Beyond the Wall - Gender Policy Report

Beyond the Wall
Since November there’s been an upsurge in local, national and
international marches where protestors carry signs that read:
“Build Bridges, Not Walls.” They are responding, of course, to
the Trump Administration’s long-promised Border Wall.
And they are reiterating something scholars already know:
even where there are border walls, creative community
building, so often spear-headed by women, easily blurs
boundaries.
The U.S.-Mexico border we know today was formed out of two
moments, the 1848 signing of the Treaty of Guadalupe Hidalgo
between the U.S. and Mexico (which designated the Rio Grande
river as the official border separating Texas and from its
southern neighbors) and the Gadsen Purchase, which, in 1853,
established the rest of the dividing line. Not only a
geographic boundary, the border became associated with a set
of practices of inclusion and exclusion affecting those on
both its sides.
Still, Mexicans were not immediately or irrevocably “othered”
by the U.S. government.
Mexican workers provided necessary labor for U.S.
manufacturers, both within the U.S. (where they worked as
conquered labor, migrant labor, and as “guest workers”) and in
Mexico (in maquiladora assembly plants). It took a 1970s-era
recession to spur a stronger stance against Mexican
immigration to the U.S., with the Immigration and
Naturalization Service (now known as Homeland Security)
specifically citing such migrants as national security
threats. Explaining economic problems as a consequence of
unauthorized migration and employing the language of
“invasion,” even then CIA director William Colby would claim
that population growth south of the border would mean “120
million Mexicans” by the end of the century and a Border
Patrol without “enough bullets to stop them.”
Similar fears are employed today, as the administration looks
for ways to slash budgets so as to fund President Trump’s
wall. Of course, there is already a border wall that crosses
653 miles of the 2,000-mile stretch separating Mexico and the
U.S. Economists peg its cost at $7 billion, and estimate that
Trump’s proposal will cost another $25 billion (excluding
labor costs). No one is truly able to account for how this
wall will be handled on privately owned land or in Texas,
where the Rio Grande flows, but these details are cast aside.
Natural obstructions haven’t stopped the Border Patrol before,
after all—in the stretch of border between San Diego and
Tijuana, for instance, the Surf Fence project granted $4.3
million on behalf of the Patrol to erect a barrier stretching
300 feet into the Pacific Ocean.
Goods and capital are freely allowed to cross; the border is
designed to obstruct, control, and regulate the movement of
people, of labor.
In heated rhetoric, U.S. citizens are told that border
security is about violence, crime, economics, and the drug
war. Women and children are victims (though not blameless
ones) and border dwellers are simply collateral caught in
sometimes-literal crossfire. Where statistics show a doubling
in migrant deaths in the last 20 years, government
spokespeople and media report on the “unintended consequences”

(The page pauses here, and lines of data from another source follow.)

//! Streaming access to a running batch.

use crate::outcomes::BatchSummary;
use crate::scheduler::BatchStats;
use crate::worker::Report;
use chrono::Utc;
use futures::{Stream, StreamExt};
use std::collections::BTreeSet;
use std::pin::Pin;
use std::sync::Arc;
use std::task::{Context, Poll};
use taskpool_core::{BatchId, Failure, Outcome, TaskId};
use tokio::sync::mpsc;
use tokio::task::JoinHandle;
use tokio_util::sync::{CancellationToken, DropGuard};
use tracing::{debug, error, warn};

/// Outcomes of a running batch, in completion order.
///
/// Yields exactly one `(TaskId, Outcome)` per submitted task and then ends.
/// If the channel closes while some task never reported, each such task is
/// yielded as an engine fault.
///
/// Dropping the stream before it ends cancels the batch: tasks that have not
/// started are skipped, running ones finish.
pub struct OutcomeStream<O> {
    reports: mpsc::UnboundedReceiver<Report<O>>,
    unreported: BTreeSet<TaskId>,
    summary: BatchSummary,
    stats: Arc<BatchStats>,
    coordinator: Option<JoinHandle<()>>,
    cancel: CancellationToken,
    _cancel_on_drop: DropGuard,
}

impl<O> OutcomeStream<O> {
    pub(crate) fn new(
        summary: BatchSummary,
        ids: impl IntoIterator<Item = TaskId>,
        reports: mpsc::UnboundedReceiver<Report<O>>,
        stats: Arc<BatchStats>,
        cancel: CancellationToken,
    ) -> Self {
        Self {
            reports,
            unreported: ids.into_iter().collect(),
            summary,
            stats,
            coordinator: None,
            _cancel_on_drop: cancel.clone().drop_guard(),
            cancel,
        }
    }

    pub(crate) fn attach(&mut self, coordinator: JoinHandle<()>) {
        self.coordinator = Some(coordinator);
    }

    /// Identifier of the batch.
    pub fn batch_id(&self) -> BatchId {
        self.summary.batch_id
    }

    /// Tasks whose outcome has not been yielded yet.
    pub fn remaining(&self) -> usize {
        self.unreported.len()
    }

    /// Counts of the outcomes yielded so far.
    pub fn summary(&self) -> BatchSummary {
        let mut summary = self.summary.clone();
        summary.peak_active = self.stats.peak_active();
        summary
    }

    /// Skip every task that has not started yet.
    ///
    /// Skipped tasks still produce a `Cancelled` outcome.
    pub fn cancel(&self) {
        debug!("Cancelling batch {}", self.summary.batch_id);
        self.cancel.cancel();
    }

    /// Wait for the batch to end and return its summary.
    ///
    /// Outcomes not yet consumed are awaited and discarded. Returns only after
    /// the coordinator and every execution unit have exited.
    pub async fn finish(mut self) -> BatchSummary {
        while self.next().await.is_some() {}

        if let Some(coordinator) = self.coordinator.take() {
            if let Err(err) = coordinator.await {
                error!("Coordinator of batch {} failed: {}", self.summary.batch_id, err);
            }
        }

        let mut summary = self.summary();
        summary.finished_at = Some(Utc::now());
        summary
    }

    fn record(&mut self, id: TaskId, outcome: Outcome<O>) -> (TaskId, Outcome<O>) {
        self.summary.tally(&outcome);
        (id, outcome)
    }
}

impl<O> Stream for OutcomeStream<O> {
    type Item = (TaskId, Outcome<O>);

    fn poll_next(self: Pin<&mut Self>, cx: &mut Context<'_>) -> Poll<Option<Self::Item>> {
        let this = self.get_mut();
        loop {
            match this.reports.poll_recv(cx) {
                Poll::Ready(Some((id, outcome))) => {
                    if !this.unreported.remove(&id) {
                        warn!("Ignoring second outcome for task {} in batch {}", id, this.summary.batch_id);
                        continue;
                    }
                    return Poll::Ready(Some(this.record(id, outcome)));
                }
                Poll::Ready(None) => {
                    let Some(id) = this.unreported.pop_first() else {
                        return Poll::Ready(None);
                    };
                    warn!("Task {} in batch {} never reported an outcome", id, this.summary.batch_id);
                    let outcome = Outcome::Failure(Failure::engine_fault(
                        "worker exited without reporting an outcome",
                    ));
                    return Poll::Ready(Some(this.record(id, outcome)));
                }
                Poll::Pending => return Poll::Pending,
            }
        }
    }

    fn size_hint(&self) -> (usize, Option<usize>) {
        (self.unreported.len(), Some(self.unreported.len()))
    }
}

impl<O> std::fmt::Debug for OutcomeStream<O> {
    fn fmt(&self, f: &mut std::fmt::Formatter<'_>) -> std::fmt::Result {
        f.debug_struct("OutcomeStream")
            .field("batch_id", &self.summary.batch_id)
            .field("remaining", &self.unreported.len())
            .field("active", &self.stats.active())
            .finish_non_exhaustive()
    }
}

of border militarization. From a human rights perspective, the
wall and its construction have already violated international
norms, including the rights of indigenous peoples, the right
to private property, and the right to non-discrimination. This
is all, it would seem, the collective cost of U.S. safety.
The reality is that 82 million people call the borderlands
home. They survive, even flourish. And women are central
agents, not victims, in this setting.
In my ongoing research just across the U.S. border in Maclovio
Rojas, I have met women, like Hortensia Hernandez, who assume
leadership roles to fight for community well-being and lead
their neighbors in building their own schools, sports fields,
and public services in an area where neither the U.S. nor
Mexican government seems willing to help.
And in Tijuana, a majority-female workforce toils long hours
for low wages in the factories of multinational corporations.
Women there have created cross-border alliances with activists
in the U.S. to try to improve their working conditions. Their
American counterparts show their support by, for example,
protesting in front of the homes of factory owners who live in
the U.S. Such transfronteriz@ organizing transforms “us versus
them” divisions into a movement recognizing that we are all
workers with entwined destinies.
The borderlands include both U.S. and Mexican territory, U.S.
and Mexican citizens and nations of Indigenous peoples. They
represent a site of resistance, conviviality, agency, and
creative community building. This is a space in which
transformative politics not only can but already does take
place.
The health of both countries’ economies, so reliant on the
cross-border construction and sale of goods, and the health
and viability of borderlands communities will be immeasurably
impacted whether the Trump Administration’s wall comes to
fruition.
Politicians, corporate leaders, and borderlands residents must
come together—like so many autos built with U.S. parts in
Mexican factories—to fashion not only steel walls but also
humane policies if the people and economies of both countries
are to flourish.
— Michelle Téllez, Assistant Professor of Mexican American
Studies at the University of Arizona.